There is only one real benefit, yet its huge:
Separation of Concerns.
So, instead of process orchestration logic being embedded in our system, it becomes and external configuration. A map, basicly. You can change it (much more) independently, you can have multiple processes, multiple versions of processes, multiple versions of multiple processes running at the same time, and that's all out of the box in any decent solution.
Historically, the concept of SoC have won many times - starting from the Unix principle "do one thing, but do it good", and being applied again and again - like having dedicated server components like ESB, different persistance systems, caching, load balancing, monitoring, like splitting CSS from HTML, etc.
Your business process and its flow rules are often orthogonal to your data, UI "screens" or users "hierarchy". So, it makes perfect sense to develop and change it separately from the other aspects of the system. That was the premise on which BPM has appeared in early 1990s.
Since then, many of tools and languages were created to support this concept, with most well known being BPMN - a graphical language for creating "flowcharts" that directly map to processes. While people complain that its large and unwieldy (having over 100 symbols in vocabulary), and advocating modern approaches like S-BPM (has only 5 base symbols), current industry practice is to stick to BPMN or its derivatives, subsets or siblings.
You do not look pleased with BPMN:
Programmers here appear to be doing a significant amount of work in the lines and boxes layer, which to me just looks like a really crappy, really basic visual programming language.
But its not that bad ) There is theory behind it. And version 2.0 took some good insight from 1.0 shortcomings.
If you're going to go that far, why not just use some sort of scripting language?
Imperative paradigm and scripting languages are not always the best answer.

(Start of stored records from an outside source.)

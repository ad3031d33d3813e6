//! Roots
//!
//! Square root, cube root and overflow-safe hypotenuse.
//!
//! ## Overview
//!
//! The argument is first scaled by an even (square root) or multiple-of-three
//! (cube root) power of the radix so its exponent is small; the root of the
//! scaled value is seeded from `f64` and refined with Newton's method along a
//! [`precision_ladder`], then the scale is put back by dividing the exponent.

use entities_multiprecision::{
    abs, add, compare_magnitude, div, div_digit, from_f64, from_i64, fun_digits, mul, mul_digit,
    scale_radix, to_f64, MpError, MpNumber, MpResult, Temp,
};
use tracing::{debug, trace};

use crate::context::Context;
use crate::newton::precision_ladder;

/// `√x` at precision `n`
///
/// # Errors
///
/// * `Domain` - `x` is negative
pub fn sqrt<'a>(ctx: &'a Context, x: &MpNumber, n: usize) -> MpResult<Temp<'a>> {
    let arena = ctx.arena();
    if x.is_negative() {
        debug!(operation = "sqrt", "negative argument");
        return Err(MpError::Domain { operation: "sqrt" });
    }
    if x.is_zero() {
        return Ok(arena.alloc(n));
    }
    let g = fun_digits(n);
    let half = x.exponent().div_euclid(2);
    let a = scale_radix(arena, x, -2 * half, g)?;
    let mut z = from_f64(arena, to_f64(&a)?.sqrt(), 2)?;
    let ladder = precision_ladder(g);
    for &p in &ladder {
        let q = div(arena, &a, &z, p)?;
        let s = add(arena, &z, &q, p)?;
        z = div_digit(arena, &s, 2, p)?;
    }
    trace!(steps = ladder.len(), scale = half, "square root");
    scale_radix(arena, &z, half, n)
}

/// `∛x` at precision `n`, defined for every real `x`
pub fn cbrt<'a>(ctx: &'a Context, x: &MpNumber, n: usize) -> MpResult<Temp<'a>> {
    let arena = ctx.arena();
    if x.is_zero() {
        return Ok(arena.alloc(n));
    }
    let g = fun_digits(n);
    let third = x.exponent().div_euclid(3);
    let mut a = scale_radix(arena, x, -3 * third, g)?;
    a.make_positive();
    let mut z = from_f64(arena, to_f64(&a)?.cbrt(), 2)?;
    let ladder = precision_ladder(g);
    for &p in &ladder {
        let square = mul(arena, &z, &z, p)?;
        let q = div(arena, &a, &square, p)?;
        let twice = mul_digit(arena, &z, 2, p)?;
        let s = add(arena, &twice, &q, p)?;
        z = div_digit(arena, &s, 3, p)?;
    }
    trace!(steps = ladder.len(), scale = third, "cube root");
    let mut root = scale_radix(arena, &z, third, n)?;
    if x.is_negative() {
        root.negate();
    }
    Ok(root)
}

/// `√(x² + y²)` at precision `n`, as `max·√(1 + (min/max)²)`
pub fn hypot<'a>(ctx: &'a Context, x: &MpNumber, y: &MpNumber, n: usize) -> MpResult<Temp<'a>> {
    let arena = ctx.arena();
    let g = fun_digits(n);
    let (big, small) = if compare_magnitude(x, y).is_ge() {
        (abs(arena, x, g)?, abs(arena, y, g)?)
    } else {
        (abs(arena, y, g)?, abs(arena, x, g)?)
    };
    if big.is_zero() {
        return Ok(arena.alloc(n));
    }
    if small.is_zero() {
        return abs(arena, &big, n);
    }
    let ratio = div(arena, &small, &big, g)?;
    let square = mul(arena, &ratio, &ratio, g)?;
    let one = from_i64(arena, 1, 1);
    let sum = add(arena, &one, &square, g)?;
    let root = sqrt(ctx, &sum, g)?;
    mul(arena, &big, &root, n)
}

#[cfg(test)]
mod tests {
    use super::*;
    use entities_multiprecision::{sub, to_i64};
    use infrastructure_mp_encoding::StringCodec;

    fn parse<'a>(ctx: &'a Context, text: &str, n: usize) -> Temp<'a> {
        StringCodec::parse(ctx.arena(), text, n).unwrap()
    }

    #[test]
    fn test_sqrt_two() {
        let ctx = Context::new();
        let two = from_i64(ctx.arena(), 2, 6);
        let root = sqrt(&ctx, &two, 6).unwrap();
        let expected = parse(&ctx, "1.41421356237309504880168872420969807856967187537694", 6);
        assert_eq!(*root, *expected);
    }

    #[test]
    fn test_sqrt_exact_squares() {
        let ctx = Context::new();
        for (v, r) in [(1, 1), (4, 2), (144, 12), (99_980_001, 9_999), (10_000_000_000_000_000, 100_000_000)] {
            let x = from_i64(ctx.arena(), v, 5);
            assert_eq!(to_i64(&sqrt(&ctx, &x, 5).unwrap()).unwrap(), r, "sqrt({})", v);
        }
    }

    #[test]
    fn test_sqrt_small_and_large_exponents() {
        let ctx = Context::new();
        let tiny = parse(&ctx, "4e-301", 4);
        let root = sqrt(&ctx, &tiny, 4).unwrap();
        assert!(StringCodec::format(&root).starts_with("6.3245553203367586"));
        assert!(StringCodec::format(&root).ends_with("E-151"));
        let check = mul(ctx.arena(), &root, &root, 4).unwrap();
        let diff = sub(ctx.arena(), &check, &tiny, 4).unwrap();
        assert!(diff.is_zero() || diff.exponent() <= tiny.exponent() - 3);
    }

    #[test]
    fn test_sqrt_negative_is_domain_error() {
        let ctx = Context::new();
        let x = from_i64(ctx.arena(), -1, 2);
        assert_eq!(
            sqrt(&ctx, &x, 2).unwrap_err(),
            MpError::Domain { operation: "sqrt" }
        );
        assert!(sqrt(&ctx, &MpNumber::zero(2), 2).unwrap().is_zero());
    }

    #[test]
    fn test_cbrt_signs() {
        let ctx = Context::new();
        let x = from_i64(ctx.arena(), -27_000, 4);
        assert_eq!(to_i64(&cbrt(&ctx, &x, 4).unwrap()).unwrap(), -30);
        let y = parse(&ctx, "8e-21", 4);
        let root = cbrt(&ctx, &y, 4).unwrap();
        assert_eq!(StringCodec::format(&root), "2E-7");
    }

    #[test]
    fn test_hypot() {
        let ctx = Context::new();
        let three = from_i64(ctx.arena(), -3, 3);
        let four = from_i64(ctx.arena(), 4, 3);
        assert_eq!(to_i64(&hypot(&ctx, &three, &four, 3).unwrap()).unwrap(), 5);
        let big = parse(&ctx, "3e600000", 3);
        let bigger = parse(&ctx, "4e600000", 3);
        let h = hypot(&ctx, &big, &bigger, 3).unwrap();
        assert_eq!(StringCodec::format(&h), "5E+600000");
    }
}
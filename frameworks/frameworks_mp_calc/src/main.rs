//! mpcalc Binary Entry Point
//!
//! Parses the command line, evaluates one operation and exits with the status
//! of its outcome.

use std::io;
use std::process;

use clap::Parser;
use frameworks_mp_calc::{logging, run, CalcArgs, Outcome};

fn main() {
    logging::init();
    let args = CalcArgs::parse();

    let stdout = io::stdout();
    let outcome = match run(&args, &mut stdout.lock()) {
        Ok(outcome) => outcome,
        Err(e) => {
            eprintln!("Error: {}", e);
            process::exit(e.exit_code());
        }
    };
    if let Outcome::Aborted(aborted) = &outcome {
        eprintln!("Error: {}", aborted);
    }
    process::exit(outcome.exit_code());
}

As you've probably seen in declarative languages (like HTML, CSS, SQL, Drools or internal ones of Nginx, Graddle and Maven, Puppet etc) the resulting code can be much smaller and cleaner, than a version written in "decent language, like Java or C++".
As for your other point:
as far as I can tell, are visual programming languages at this point, complete with conditionals and loops.
have you looked into the Events and Triggers ? BPMN is a language and you have to learn it before using, or at least get familiar with it.
Under the hood, BPMN is XML, so you can edit it by hand, or generate. And you can version control them, because XML is text-based. However, just having an XML that can be translated into flowcharts, does not sound like its goona help you, and that's correct - writing your own parser or editor for it is a tough and expensive task with questionable benefits.
Luckily, there are already tools at the market which do exaclty that.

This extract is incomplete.